EXERCISE INSTRUCTIONS
Your task is to copy every line of the entries that holds the word "opening".

Records from a data source:
....
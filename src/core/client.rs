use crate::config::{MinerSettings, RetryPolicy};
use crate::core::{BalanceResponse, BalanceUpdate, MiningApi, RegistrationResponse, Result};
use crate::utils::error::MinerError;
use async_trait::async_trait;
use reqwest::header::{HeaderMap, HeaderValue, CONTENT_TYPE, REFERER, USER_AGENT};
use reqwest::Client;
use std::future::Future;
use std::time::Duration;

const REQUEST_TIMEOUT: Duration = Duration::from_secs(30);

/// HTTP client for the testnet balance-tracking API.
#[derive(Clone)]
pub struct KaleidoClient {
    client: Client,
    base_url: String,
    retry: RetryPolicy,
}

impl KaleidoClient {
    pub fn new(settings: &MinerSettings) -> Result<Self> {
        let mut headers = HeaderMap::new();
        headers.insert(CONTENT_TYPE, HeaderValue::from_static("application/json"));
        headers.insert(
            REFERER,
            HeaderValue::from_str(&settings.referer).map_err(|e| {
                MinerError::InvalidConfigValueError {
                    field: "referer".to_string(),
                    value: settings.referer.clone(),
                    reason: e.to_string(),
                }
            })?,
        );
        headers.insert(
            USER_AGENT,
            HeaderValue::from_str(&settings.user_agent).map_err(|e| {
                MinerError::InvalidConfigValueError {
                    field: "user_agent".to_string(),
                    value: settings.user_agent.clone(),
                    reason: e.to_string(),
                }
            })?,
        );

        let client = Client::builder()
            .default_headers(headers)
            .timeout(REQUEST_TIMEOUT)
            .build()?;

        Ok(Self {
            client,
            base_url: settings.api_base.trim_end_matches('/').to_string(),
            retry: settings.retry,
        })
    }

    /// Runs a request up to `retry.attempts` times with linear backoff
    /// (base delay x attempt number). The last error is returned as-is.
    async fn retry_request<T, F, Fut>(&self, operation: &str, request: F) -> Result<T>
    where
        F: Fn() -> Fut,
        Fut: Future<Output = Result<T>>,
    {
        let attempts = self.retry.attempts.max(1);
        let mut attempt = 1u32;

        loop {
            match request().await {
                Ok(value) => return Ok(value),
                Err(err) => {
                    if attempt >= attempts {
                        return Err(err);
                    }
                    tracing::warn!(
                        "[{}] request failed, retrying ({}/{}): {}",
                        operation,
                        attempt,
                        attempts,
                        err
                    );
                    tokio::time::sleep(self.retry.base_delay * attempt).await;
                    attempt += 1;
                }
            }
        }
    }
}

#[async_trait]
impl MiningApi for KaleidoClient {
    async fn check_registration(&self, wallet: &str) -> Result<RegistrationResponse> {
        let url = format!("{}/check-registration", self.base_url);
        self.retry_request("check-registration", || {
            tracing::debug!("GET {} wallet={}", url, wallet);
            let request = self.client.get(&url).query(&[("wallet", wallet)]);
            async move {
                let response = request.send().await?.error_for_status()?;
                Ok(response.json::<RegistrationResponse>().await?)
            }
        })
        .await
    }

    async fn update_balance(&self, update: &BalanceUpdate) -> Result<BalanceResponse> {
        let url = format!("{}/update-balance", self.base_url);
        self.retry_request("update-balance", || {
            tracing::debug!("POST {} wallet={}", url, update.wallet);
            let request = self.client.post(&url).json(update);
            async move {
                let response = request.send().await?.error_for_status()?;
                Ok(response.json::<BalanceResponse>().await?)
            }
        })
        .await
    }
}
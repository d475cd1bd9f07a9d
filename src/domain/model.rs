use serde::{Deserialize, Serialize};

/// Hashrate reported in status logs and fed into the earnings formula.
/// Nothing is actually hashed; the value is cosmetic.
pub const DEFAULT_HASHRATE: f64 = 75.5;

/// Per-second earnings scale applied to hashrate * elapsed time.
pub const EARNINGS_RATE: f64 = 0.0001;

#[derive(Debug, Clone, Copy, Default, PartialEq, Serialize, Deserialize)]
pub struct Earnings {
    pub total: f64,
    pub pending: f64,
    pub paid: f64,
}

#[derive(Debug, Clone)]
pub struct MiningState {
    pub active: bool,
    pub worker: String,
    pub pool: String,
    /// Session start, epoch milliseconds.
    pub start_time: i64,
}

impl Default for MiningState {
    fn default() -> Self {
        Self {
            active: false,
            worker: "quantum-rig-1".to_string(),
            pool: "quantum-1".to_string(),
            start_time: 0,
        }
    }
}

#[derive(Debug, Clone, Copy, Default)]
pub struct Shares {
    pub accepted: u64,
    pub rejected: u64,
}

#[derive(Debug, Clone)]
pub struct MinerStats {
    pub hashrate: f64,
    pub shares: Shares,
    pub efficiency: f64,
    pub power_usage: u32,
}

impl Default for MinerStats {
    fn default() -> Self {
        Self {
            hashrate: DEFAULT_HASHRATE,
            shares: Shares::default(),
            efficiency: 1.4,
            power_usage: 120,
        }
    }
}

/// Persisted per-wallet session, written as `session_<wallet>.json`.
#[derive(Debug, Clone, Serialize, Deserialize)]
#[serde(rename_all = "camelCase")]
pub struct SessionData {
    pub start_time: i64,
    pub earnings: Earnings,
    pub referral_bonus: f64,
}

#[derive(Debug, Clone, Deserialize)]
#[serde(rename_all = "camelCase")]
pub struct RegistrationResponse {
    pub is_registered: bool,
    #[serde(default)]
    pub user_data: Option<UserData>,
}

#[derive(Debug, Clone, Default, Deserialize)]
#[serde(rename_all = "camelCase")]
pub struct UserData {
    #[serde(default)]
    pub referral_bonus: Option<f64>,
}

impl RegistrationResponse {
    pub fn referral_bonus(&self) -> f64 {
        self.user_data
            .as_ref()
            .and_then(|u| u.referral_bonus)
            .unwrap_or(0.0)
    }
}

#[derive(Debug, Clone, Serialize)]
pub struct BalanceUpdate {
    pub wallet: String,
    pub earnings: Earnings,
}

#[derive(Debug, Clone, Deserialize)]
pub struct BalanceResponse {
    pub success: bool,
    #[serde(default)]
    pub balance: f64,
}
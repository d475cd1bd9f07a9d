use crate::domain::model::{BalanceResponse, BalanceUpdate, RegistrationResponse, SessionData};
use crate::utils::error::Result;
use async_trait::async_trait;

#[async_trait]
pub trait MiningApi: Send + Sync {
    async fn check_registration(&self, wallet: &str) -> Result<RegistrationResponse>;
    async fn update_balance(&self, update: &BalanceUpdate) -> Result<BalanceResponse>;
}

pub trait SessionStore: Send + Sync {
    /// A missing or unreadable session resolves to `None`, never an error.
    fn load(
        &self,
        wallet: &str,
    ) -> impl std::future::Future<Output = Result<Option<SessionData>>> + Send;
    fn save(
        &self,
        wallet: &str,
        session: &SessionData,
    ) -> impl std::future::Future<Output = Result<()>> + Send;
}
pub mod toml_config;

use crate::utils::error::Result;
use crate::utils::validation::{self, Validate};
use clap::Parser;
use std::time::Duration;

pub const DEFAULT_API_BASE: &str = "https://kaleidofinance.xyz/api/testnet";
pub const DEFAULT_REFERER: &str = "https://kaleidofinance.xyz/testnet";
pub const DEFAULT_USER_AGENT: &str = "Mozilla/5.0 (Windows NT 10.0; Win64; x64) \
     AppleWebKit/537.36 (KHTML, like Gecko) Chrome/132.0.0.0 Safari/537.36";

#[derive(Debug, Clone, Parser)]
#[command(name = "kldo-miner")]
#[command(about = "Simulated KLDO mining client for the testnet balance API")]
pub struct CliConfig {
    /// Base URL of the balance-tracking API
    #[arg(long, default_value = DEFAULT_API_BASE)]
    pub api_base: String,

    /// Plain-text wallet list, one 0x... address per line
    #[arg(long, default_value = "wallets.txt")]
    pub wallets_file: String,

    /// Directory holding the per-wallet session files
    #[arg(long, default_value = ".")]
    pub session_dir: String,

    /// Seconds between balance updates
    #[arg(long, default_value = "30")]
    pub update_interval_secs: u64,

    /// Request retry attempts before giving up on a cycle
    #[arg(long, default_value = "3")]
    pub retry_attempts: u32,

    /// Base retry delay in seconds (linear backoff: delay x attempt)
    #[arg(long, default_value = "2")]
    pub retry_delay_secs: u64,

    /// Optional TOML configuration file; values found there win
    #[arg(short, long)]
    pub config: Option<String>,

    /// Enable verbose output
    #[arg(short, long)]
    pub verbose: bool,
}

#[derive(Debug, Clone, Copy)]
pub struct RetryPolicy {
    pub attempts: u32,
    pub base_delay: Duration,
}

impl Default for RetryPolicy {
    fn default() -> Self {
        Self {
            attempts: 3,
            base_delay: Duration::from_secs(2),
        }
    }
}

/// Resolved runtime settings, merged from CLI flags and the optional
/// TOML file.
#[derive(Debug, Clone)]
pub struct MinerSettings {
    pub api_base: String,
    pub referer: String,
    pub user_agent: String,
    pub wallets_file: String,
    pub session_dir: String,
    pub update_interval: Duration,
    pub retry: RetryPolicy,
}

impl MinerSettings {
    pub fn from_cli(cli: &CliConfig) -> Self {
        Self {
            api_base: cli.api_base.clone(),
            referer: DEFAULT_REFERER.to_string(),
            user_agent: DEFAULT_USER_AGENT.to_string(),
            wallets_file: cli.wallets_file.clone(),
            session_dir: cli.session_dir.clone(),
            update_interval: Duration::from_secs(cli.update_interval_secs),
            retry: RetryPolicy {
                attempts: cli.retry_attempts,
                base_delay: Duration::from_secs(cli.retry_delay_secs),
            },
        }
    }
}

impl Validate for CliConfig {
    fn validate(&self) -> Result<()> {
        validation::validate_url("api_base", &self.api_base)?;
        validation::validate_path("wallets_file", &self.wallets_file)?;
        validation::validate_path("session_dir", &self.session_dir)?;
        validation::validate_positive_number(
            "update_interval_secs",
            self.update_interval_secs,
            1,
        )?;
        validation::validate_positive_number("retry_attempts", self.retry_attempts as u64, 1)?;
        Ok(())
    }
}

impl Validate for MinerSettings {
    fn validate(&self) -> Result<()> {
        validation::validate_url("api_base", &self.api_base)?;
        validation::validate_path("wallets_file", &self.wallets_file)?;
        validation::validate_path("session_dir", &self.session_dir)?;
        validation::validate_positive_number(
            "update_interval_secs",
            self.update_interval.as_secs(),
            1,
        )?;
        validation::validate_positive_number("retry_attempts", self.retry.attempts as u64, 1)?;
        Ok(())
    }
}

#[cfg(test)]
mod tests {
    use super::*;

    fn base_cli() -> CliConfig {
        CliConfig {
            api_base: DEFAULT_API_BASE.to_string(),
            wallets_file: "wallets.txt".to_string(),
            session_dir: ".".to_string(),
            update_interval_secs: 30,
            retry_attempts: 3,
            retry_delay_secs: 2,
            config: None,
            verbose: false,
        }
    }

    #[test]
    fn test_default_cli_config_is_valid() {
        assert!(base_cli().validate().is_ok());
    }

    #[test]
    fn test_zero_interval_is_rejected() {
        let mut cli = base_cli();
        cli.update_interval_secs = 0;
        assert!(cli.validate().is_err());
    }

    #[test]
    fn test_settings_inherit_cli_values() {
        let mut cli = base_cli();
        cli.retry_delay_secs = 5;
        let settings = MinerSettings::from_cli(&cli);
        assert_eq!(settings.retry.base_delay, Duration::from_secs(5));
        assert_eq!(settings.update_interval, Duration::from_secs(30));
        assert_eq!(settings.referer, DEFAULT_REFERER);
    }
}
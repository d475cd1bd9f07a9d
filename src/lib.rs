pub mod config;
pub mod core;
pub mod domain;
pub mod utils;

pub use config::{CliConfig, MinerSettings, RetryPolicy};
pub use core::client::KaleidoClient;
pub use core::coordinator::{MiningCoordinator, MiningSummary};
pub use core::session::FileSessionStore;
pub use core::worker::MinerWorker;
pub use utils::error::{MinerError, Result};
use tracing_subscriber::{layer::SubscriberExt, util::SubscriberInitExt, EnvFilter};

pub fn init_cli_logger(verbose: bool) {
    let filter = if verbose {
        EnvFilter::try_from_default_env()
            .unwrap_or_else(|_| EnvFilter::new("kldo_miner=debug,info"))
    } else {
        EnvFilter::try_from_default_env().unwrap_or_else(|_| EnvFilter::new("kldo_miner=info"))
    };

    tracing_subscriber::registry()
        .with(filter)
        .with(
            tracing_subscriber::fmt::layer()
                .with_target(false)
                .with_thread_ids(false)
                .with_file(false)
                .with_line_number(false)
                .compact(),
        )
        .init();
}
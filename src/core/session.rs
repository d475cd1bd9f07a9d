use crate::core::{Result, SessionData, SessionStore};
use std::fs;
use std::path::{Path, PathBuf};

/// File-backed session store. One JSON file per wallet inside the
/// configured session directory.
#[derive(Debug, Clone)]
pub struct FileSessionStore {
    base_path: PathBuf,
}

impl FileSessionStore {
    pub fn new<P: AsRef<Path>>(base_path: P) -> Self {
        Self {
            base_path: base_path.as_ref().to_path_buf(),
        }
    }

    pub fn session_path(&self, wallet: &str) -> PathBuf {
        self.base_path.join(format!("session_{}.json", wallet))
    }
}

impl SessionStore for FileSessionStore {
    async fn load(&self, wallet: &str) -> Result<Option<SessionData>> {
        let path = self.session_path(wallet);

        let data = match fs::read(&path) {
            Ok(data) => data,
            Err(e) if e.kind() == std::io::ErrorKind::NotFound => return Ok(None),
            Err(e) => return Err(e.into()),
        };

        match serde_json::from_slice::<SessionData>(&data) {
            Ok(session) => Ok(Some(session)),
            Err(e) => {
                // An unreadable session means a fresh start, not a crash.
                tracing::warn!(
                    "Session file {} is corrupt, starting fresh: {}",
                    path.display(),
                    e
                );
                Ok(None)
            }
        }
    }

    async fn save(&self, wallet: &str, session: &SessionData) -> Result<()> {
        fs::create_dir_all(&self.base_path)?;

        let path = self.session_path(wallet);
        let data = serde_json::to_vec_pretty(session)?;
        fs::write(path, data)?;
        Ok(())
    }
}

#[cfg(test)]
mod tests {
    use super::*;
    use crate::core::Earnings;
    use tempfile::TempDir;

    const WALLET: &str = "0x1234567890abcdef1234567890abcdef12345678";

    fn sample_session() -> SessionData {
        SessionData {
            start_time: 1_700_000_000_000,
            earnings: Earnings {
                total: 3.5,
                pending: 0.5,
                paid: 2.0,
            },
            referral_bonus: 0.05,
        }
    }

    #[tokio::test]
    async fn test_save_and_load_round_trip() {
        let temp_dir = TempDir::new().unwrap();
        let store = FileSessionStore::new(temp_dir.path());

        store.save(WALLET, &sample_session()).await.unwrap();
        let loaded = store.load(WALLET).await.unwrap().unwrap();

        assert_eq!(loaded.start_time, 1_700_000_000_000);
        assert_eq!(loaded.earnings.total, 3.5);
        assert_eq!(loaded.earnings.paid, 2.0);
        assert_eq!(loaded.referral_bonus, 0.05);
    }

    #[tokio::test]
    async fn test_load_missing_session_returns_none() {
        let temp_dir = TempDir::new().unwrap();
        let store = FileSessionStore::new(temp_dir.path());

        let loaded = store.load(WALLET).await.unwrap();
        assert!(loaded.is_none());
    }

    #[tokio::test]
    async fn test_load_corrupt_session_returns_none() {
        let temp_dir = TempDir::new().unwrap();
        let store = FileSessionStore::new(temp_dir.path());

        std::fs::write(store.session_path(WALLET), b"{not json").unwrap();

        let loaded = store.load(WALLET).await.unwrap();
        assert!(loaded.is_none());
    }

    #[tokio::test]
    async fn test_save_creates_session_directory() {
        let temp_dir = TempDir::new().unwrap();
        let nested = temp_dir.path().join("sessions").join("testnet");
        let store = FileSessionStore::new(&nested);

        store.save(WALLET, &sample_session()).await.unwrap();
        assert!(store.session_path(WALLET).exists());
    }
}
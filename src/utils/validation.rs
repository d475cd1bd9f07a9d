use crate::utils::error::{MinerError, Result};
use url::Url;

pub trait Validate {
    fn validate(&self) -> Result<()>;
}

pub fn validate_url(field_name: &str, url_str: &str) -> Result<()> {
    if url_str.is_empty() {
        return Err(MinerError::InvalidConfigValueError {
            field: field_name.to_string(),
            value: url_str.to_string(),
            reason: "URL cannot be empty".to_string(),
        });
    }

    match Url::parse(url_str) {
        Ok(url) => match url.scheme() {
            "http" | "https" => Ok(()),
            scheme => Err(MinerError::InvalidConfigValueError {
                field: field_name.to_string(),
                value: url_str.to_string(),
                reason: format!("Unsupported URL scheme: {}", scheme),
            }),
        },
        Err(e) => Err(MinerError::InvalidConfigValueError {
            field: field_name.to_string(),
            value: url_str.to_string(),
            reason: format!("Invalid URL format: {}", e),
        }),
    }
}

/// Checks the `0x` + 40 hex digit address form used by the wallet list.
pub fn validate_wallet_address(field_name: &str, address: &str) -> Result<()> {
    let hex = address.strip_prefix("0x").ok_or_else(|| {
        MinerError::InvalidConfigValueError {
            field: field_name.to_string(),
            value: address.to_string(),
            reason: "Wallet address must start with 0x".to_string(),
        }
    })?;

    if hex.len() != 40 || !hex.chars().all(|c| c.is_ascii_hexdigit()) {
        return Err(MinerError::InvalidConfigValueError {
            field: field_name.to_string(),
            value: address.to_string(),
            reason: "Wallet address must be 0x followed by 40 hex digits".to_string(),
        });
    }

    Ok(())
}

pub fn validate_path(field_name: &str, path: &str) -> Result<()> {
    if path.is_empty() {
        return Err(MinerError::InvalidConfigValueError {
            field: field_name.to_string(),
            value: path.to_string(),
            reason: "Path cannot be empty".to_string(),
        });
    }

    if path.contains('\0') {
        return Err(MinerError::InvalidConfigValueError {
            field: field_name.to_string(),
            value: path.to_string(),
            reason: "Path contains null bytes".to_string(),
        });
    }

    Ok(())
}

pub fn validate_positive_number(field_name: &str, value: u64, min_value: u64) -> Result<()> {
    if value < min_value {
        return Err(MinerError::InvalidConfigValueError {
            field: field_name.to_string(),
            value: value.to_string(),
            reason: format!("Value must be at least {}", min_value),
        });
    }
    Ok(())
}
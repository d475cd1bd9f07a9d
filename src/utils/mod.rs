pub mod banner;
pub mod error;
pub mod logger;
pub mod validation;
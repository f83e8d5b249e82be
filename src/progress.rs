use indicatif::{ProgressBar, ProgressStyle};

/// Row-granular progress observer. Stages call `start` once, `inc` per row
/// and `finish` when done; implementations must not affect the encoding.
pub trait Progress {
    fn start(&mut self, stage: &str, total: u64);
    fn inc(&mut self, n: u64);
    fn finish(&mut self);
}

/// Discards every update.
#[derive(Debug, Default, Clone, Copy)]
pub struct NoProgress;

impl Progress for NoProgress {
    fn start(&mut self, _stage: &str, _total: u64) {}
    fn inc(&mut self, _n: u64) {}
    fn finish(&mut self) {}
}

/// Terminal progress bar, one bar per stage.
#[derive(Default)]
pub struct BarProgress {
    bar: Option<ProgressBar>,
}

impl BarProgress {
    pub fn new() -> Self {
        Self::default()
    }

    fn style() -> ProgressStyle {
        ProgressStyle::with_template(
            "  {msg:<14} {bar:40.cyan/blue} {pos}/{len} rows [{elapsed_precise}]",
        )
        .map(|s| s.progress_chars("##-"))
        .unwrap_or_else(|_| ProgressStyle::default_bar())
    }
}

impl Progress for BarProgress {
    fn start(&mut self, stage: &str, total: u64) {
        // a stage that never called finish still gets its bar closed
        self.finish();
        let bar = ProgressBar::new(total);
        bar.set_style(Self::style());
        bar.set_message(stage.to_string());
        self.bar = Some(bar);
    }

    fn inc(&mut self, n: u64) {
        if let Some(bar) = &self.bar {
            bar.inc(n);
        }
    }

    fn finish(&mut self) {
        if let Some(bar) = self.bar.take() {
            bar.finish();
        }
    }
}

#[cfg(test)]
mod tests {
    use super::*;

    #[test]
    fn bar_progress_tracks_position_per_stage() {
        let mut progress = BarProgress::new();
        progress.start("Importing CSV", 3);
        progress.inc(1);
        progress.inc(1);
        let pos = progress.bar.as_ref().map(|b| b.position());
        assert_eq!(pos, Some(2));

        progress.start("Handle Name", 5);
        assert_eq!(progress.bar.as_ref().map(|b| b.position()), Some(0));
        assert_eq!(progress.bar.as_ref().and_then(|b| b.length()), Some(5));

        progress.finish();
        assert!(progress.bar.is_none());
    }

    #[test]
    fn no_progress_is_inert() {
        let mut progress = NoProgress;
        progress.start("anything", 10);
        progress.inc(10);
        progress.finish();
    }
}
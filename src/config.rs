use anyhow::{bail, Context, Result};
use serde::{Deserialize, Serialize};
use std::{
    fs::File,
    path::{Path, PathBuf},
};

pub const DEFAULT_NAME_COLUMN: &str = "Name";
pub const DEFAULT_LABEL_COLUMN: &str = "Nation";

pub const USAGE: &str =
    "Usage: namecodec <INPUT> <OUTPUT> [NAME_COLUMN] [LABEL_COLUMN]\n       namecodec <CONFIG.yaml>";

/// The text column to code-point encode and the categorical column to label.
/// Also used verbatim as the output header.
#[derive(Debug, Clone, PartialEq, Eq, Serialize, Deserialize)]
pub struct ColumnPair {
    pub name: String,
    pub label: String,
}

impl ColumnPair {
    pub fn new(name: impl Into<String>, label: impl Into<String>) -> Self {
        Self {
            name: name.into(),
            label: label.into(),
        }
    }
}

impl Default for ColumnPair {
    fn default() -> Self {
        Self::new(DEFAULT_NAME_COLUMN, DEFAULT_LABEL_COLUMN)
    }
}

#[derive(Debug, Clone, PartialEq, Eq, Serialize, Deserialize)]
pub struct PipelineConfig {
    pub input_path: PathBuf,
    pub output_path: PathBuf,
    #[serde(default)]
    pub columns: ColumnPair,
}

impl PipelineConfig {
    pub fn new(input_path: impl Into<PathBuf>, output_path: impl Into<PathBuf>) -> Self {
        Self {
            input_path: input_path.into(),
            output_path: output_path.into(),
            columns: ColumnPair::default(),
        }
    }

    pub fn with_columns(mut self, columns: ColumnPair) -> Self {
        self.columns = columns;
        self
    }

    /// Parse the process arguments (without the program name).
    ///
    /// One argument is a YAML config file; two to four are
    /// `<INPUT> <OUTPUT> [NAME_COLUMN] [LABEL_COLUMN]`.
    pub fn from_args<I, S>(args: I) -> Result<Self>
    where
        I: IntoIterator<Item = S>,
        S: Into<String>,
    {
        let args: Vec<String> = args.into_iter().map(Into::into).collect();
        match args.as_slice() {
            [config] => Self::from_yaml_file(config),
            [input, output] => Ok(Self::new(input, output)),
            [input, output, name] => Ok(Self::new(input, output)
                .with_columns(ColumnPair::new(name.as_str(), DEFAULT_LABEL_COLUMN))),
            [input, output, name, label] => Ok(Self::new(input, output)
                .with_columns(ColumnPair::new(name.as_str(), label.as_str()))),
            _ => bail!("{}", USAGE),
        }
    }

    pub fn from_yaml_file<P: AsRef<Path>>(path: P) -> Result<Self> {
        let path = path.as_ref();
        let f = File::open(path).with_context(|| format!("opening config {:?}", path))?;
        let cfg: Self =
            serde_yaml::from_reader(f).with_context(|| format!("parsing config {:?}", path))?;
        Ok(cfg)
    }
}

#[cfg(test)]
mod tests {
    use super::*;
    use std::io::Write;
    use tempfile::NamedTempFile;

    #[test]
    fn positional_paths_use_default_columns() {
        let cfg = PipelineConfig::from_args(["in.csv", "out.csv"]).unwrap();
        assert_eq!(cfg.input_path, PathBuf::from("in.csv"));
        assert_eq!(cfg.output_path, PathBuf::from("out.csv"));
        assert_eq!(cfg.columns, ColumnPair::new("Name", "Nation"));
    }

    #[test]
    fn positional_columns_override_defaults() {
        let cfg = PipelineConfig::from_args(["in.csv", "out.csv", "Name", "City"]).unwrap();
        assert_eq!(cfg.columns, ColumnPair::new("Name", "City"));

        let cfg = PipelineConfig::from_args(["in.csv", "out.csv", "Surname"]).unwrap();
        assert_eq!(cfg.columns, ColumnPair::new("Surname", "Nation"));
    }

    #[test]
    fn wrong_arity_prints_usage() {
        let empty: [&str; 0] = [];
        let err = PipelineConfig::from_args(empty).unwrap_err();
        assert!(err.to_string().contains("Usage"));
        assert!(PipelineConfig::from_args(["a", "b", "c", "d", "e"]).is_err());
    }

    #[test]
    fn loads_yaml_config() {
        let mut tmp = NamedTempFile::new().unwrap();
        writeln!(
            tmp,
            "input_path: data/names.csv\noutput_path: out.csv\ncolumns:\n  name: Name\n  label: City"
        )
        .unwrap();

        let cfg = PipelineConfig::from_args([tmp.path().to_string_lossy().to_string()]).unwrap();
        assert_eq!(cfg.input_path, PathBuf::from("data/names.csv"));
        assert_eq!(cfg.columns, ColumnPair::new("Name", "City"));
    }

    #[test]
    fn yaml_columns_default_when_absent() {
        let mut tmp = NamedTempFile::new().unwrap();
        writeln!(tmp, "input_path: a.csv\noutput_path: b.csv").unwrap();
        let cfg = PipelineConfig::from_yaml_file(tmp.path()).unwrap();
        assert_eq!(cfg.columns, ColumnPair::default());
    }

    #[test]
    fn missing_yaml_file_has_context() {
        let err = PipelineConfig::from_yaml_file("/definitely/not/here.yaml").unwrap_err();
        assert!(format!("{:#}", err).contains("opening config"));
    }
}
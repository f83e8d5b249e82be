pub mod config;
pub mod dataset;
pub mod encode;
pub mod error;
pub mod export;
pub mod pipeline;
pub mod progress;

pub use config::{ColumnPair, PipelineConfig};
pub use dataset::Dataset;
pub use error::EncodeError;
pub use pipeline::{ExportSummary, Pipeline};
....
SOLUTION TO THIS PROBLEM
        let f = File::open(path).with_context(|| format!("opening config {:?}", path))?;
        assert!(format!("{:#}", err).contains("opening config"));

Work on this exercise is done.